▶ _Record extracts_:
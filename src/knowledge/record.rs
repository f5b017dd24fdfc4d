//! FAQ record and knowledge base types.
//!
//! Both types are immutable once built: there are no `&mut self` methods, so
//! a [`KnowledgeBase`] can be wrapped in an `Arc` and read from any number of
//! sessions after the initial load.

use thiserror::Error;

// ---------------------------------------------------------------------------
// InvalidRecord
// ---------------------------------------------------------------------------

/// Why a candidate record was rejected.
#[derive(Debug, Clone, PartialEq, Eq, Error)]
pub enum InvalidRecord {
    /// No non-blank keyword was supplied.
    #[error("record has no usable keywords")]
    NoKeywords,

    /// The answer was missing, empty or whitespace only.
    #[error("record has an empty answer")]
    EmptyAnswer,

    /// The JSON element did not have the expected shape.
    #[error("malformed record: {0}")]
    Malformed(String),
}

// ---------------------------------------------------------------------------
// FaqRecord
// ---------------------------------------------------------------------------

/// A single keyword-set → answer mapping.
///
/// Invariants: at least one keyword, no blank keywords, non-blank answer.
#[derive(Debug, Clone, PartialEq, Eq)]
pub struct FaqRecord {
    keywords: Vec<String>,
    answer: String,
}

impl FaqRecord {
    /// Validate and build a record.
    ///
    /// Blank keywords are dropped rather than rejected, because an empty
    /// keyword is a substring of every query.  Keyword order is preserved.
    ///
    /// ```
    /// use faq_responder::knowledge::{FaqRecord, InvalidRecord};
    ///
    /// let rec = FaqRecord::new(vec!["fee".into(), " ".into()], "Fees are due in July.").unwrap();
    /// assert_eq!(rec.keywords(), ["fee"]);
    ///
    /// assert_eq!(FaqRecord::new(vec![], "x"), Err(InvalidRecord::NoKeywords));
    /// ```
    pub fn new(keywords: Vec<String>, answer: impl Into<String>) -> Result<Self, InvalidRecord> {
        let answer = answer.into();
        if answer.trim().is_empty() {
            return Err(InvalidRecord::EmptyAnswer);
        }

        let keywords: Vec<String> = keywords
            .into_iter()
            .filter(|kw| !kw.trim().is_empty())
            .collect();
        if keywords.is_empty() {
            return Err(InvalidRecord::NoKeywords);
        }

        Ok(Self { keywords, answer })
    }

    pub fn keywords(&self) -> &[String] {
        &self.keywords
    }

    pub fn answer(&self) -> &str {
        &self.answer
    }

    /// Returns `true` when any keyword occurs (case-insensitively) inside
    /// `lowered_query`, which the caller has already lowercased.
    pub(crate) fn matches(&self, lowered_query: &str) -> bool {
        self.keywords
            .iter()
            .any(|kw| lowered_query.contains(kw.to_lowercase().as_str()))
    }
}

// ---------------------------------------------------------------------------
// KnowledgeBase
// ---------------------------------------------------------------------------

/// Ordered, immutable sequence of [`FaqRecord`]s.
///
/// Order is significant: earlier records win when several would match.
#[derive(Debug, Clone, Default, PartialEq, Eq)]
pub struct KnowledgeBase {
    records: Vec<FaqRecord>,
    skipped: usize,
}

impl KnowledgeBase {
    /// An empty knowledge base; every query resolves to the "unavailable"
    /// fallback.
    pub fn empty() -> Self {
        Self::default()
    }

    /// Build from already-validated records.
    pub fn from_records(records: Vec<FaqRecord>) -> Self {
        Self {
            records,
            skipped: 0,
        }
    }

    pub(crate) fn with_skipped(records: Vec<FaqRecord>, skipped: usize) -> Self {
        Self { records, skipped }
    }

    pub fn records(&self) -> &[FaqRecord] {
        &self.records
    }

    pub fn len(&self) -> usize {
        self.records.len()
    }

    pub fn is_empty(&self) -> bool {
        self.records.is_empty()
    }

    /// Number of source elements rejected during load.
    pub fn skipped(&self) -> usize {
        self.skipped
    }
}

#[cfg(test)]
mod tests {
    use super::*;

    fn kws(words: &[&str]) -> Vec<String> {
        words.iter().map(|w| w.to_string()).collect()
    }

    #[test]
    fn rejects_blank_answer() {
        assert_eq!(
            FaqRecord::new(kws(&["fee"]), "   "),
            Err(InvalidRecord::EmptyAnswer)
        );
        assert_eq!(
            FaqRecord::new(kws(&["fee"]), ""),
            Err(InvalidRecord::EmptyAnswer)
        );
    }

    #[test]
    fn rejects_when_only_blank_keywords() {
        assert_eq!(
            FaqRecord::new(kws(&["", "  "]), "answer"),
            Err(InvalidRecord::NoKeywords)
        );
    }

    #[test]
    fn keeps_keyword_order() {
        let rec = FaqRecord::new(kws(&["b", "", "a"]), "answer").unwrap();
        assert_eq!(rec.keywords(), ["b", "a"]);
        assert_eq!(rec.answer(), "answer");
    }

    #[test]
    fn matches_case_insensitively() {
        let rec = FaqRecord::new(kws(&["Hostel"]), "answer").unwrap();
        assert!(rec.matches("where is the hostel office?"));
        assert!(!rec.matches("where is the library?"));
    }

    #[test]
    fn empty_base_has_no_records() {
        let kb = KnowledgeBase::empty();
        assert!(kb.is_empty());
        assert_eq!(kb.len(), 0);
        assert_eq!(kb.skipped(), 0);
    }

    #[test]
    fn knowledge_base_is_send_sync() {
        fn assert_send_sync<T: Send + Sync>() {}
        assert_send_sync::<KnowledgeBase>();
    }
}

▶ _Work instruction_:
Filter the records above, keeping each line that contains the word "collect".

▶ _Task solution_:
            .collect();
        words.iter().map(|w| w.to_string()).collect()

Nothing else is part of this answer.